The WND article also quotes John O'Neill of the discredited Swift Boat Veterans for Truth claiming that Kerry's release of records to the Globe "is not the full disclosure sought by critics of his Vietnam war record" and that "Kerry allowed Globe reporter Michael Kranish to obtain documents only from the Navy Department" and not from the the National Personnel Records Center in St. Louis.

In fact, a Navy spokesman told the New York Sun that the released records do indeed come from the St. Louis center and are "the whole record."

Posted by Terry K. at 3:12 PM EDT
Thursday, June 9, 2005
Getting It Wrong: Clinton's 'Values'
Topic: CNSNews.com
CNSNews.com senior staff writer Marc Morano misleadingly described an award given to former President Bill Clinton in a June 9 article.

From the article's first paragraph:

Sen. John McCain (R-Ariz.) reached out to MTV's Rock the Vote Wednesday night, accepting the group's "Rock the Nation" award while former President Bill Clinton was honored for his "values."
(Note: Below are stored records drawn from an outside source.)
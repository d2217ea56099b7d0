//! Lightweight cashflow nodes for simulation.
//!
//! A [`CashflowNode`] is the minimal re-evaluable form of a payment:
//! enough scalars to recompute the amount under a fresh rate environment
//! without carrying the full payment object into a simulation loop.

use crate::fixing::FixingSchedule;
use crate::payment::RateEnv;
use rf_core::{Error, Rate, Real, Result, Spread};
use rf_time::Date;

/// The simulation-ready form of a payment.
#[derive(Debug, Clone, Copy, PartialEq)]
pub enum CashflowNode {
    /// A fully determined amount.
    Known {
        /// Payment date.
        pay_date: Date,
        /// The known amount.
        amount: Real,
    },
    /// A fixed coupon: `principal × rate × accrual_factor`.
    FixedCoupon {
        /// Payment date.
        pay_date: Date,
        /// Accruing notional.
        principal: Real,
        /// Effective fixed rate.
        rate: Rate,
        /// Day-count fraction of the accrual period.
        accrual_factor: Real,
    },
    /// A single-fixing floating coupon, re-projected on evaluation.
    FloatingCoupon {
        /// Payment date.
        pay_date: Date,
        /// Accruing notional.
        principal: Real,
        /// Day-count fraction of the accrual period.
        accrual_factor: Real,
        /// Index multiplier applied to the fixing.
        multiplier: Real,
        /// Additive spread over the geared fixing.
        spread: Spread,
        /// Handle to the rate observation.
        schedule: FixingSchedule,
    },
}

impl CashflowNode {
    /// The payment date of the underlying flow.
    pub fn pay_date(&self) -> Date {
        match self {
            CashflowNode::Known { pay_date, .. }
            | CashflowNode::FixedCoupon { pay_date, .. }
            | CashflowNode::FloatingCoupon { pay_date, .. } => *pay_date,
        }
    }

    /// Evaluate the amount under the given rate environment.
    ///
    /// Floating nodes resolve their fixing afresh; an unresolvable fixing
    /// is a [`Error::MissingFixing`].
    pub fn amount(&self, env: &RateEnv) -> Result<Real> {
        match self {
            CashflowNode::Known { amount, .. } => Ok(*amount),
            CashflowNode::FixedCoupon {
                principal,
                rate,
                accrual_factor,
                ..
            } => Ok(principal * rate * accrual_factor),
            CashflowNode::FloatingCoupon {
                principal,
                accrual_factor,
                multiplier,
                spread,
                schedule,
                ..
            } => {
                let fixing = env.projector.fixing(schedule)?;
                if !fixing.state.is_resolved() {
                    return Err(Error::MissingFixing(format!(
                        "no rate observed for reset on {}",
                        schedule.reset_date
                    )));
                }
                Ok(principal * (fixing.forward * multiplier + spread) * accrual_factor)
            }
        }
    }
}

#[cfg(test)]
mod tests {
    use super::*;
    use crate::fixing::{CurveProjector, Fixing, FixingSchedule, RateProjector};
    use approx::assert_abs_diff_eq;
    use rf_curves::FlatDiscount;
    use rf_time::{Date, DayCount};

    fn date(y: u16, m: u8, d: u8) -> Date {
        Date::from_ymd(y, m, d).unwrap()
    }

    #[test]
    fn known_node_ignores_environment() {
        let curve = FlatDiscount::new(date(2025, 1, 2), 0.03, DayCount::Act365Fixed);
        let proj = CurveProjector::new(&curve, date(2025, 1, 2), DayCount::Act360);
        let env = RateEnv::new(&proj);
        let node = CashflowNode::Known {
            pay_date: date(2025, 6, 1),
            amount: 42.0,
        };
        assert_eq!(node.amount(&env).unwrap(), 42.0);
        assert_eq!(node.pay_date(), date(2025, 6, 1));
    }

    #[test]
    fn floating_node_reprojects_its_fixing() {
        let curve = FlatDiscount::new(date(2025, 1, 2), 0.03, DayCount::Act365Fixed);
        let proj = CurveProjector::new(&curve, date(2025, 1, 2), DayCount::Act360);
        let env = RateEnv::new(&proj);

        let schedule = FixingSchedule::new(date(2025, 3, 1), date(2025, 6, 1));
        let node = CashflowNode::FloatingCoupon {
            pay_date: date(2025, 6, 1),
            principal: 1_000_000.0,
            accrual_factor: 0.25,
            multiplier: 1.0,
            spread: 0.001,
            schedule,
        };
        let Fixing { forward, .. } = proj.fixing(&schedule).unwrap();
        assert_abs_diff_eq!(
            node.amount(&env).unwrap(),
            1_000_000.0 * (forward + 0.001) * 0.25,
            epsilon = 1e-9
        );
    }

    #[test]
    fn floating_node_surfaces_missing_fixings() {
        let curve = FlatDiscount::new(date(2025, 6, 1), 0.03, DayCount::Act365Fixed);
        // As-of after the reset, no observation recorded.
        let proj = CurveProjector::new(&curve, date(2025, 6, 1), DayCount::Act360);
        let env = RateEnv::new(&proj);

        let node = CashflowNode::FloatingCoupon {
            pay_date: date(2025, 6, 1),
            principal: 1.0,
            accrual_factor: 0.25,
            multiplier: 1.0,
            spread: 0.0,
            schedule: FixingSchedule::new(date(2025, 3, 1), date(2025, 6, 1)),
        };
        assert!(matches!(node.amount(&env), Err(Error::MissingFixing(_))));
    }
}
The article's headline also claimed, "Clinton Honored for 'Values'," and Morano turned self-referential later in the article by describing what happened "[w]hen Cybercast News Service asked [former congressman Jack] Kemp how he felt about co-chairing an event honoring Clinton's 'values'."

But Clinton was not honored for his "values." As Morano himself wrote elsewhere in the article, he was given a "Lifetime Achievement" award, meant to "honor an individual who has always made reaching out to people and appealing to their values a primary part of his efforts to make the world a better place." The award refers to the values of voters, not of Clinton.

Morano also made note of what he called "Rock the Vote's overwhelmingly liberal agenda," which seemed to be belied by the presence of Republicans such as Kemp, McCain and Sen. Norm Coleman, and an honor given to "[t]he anti-war band, Black Eyed Peas."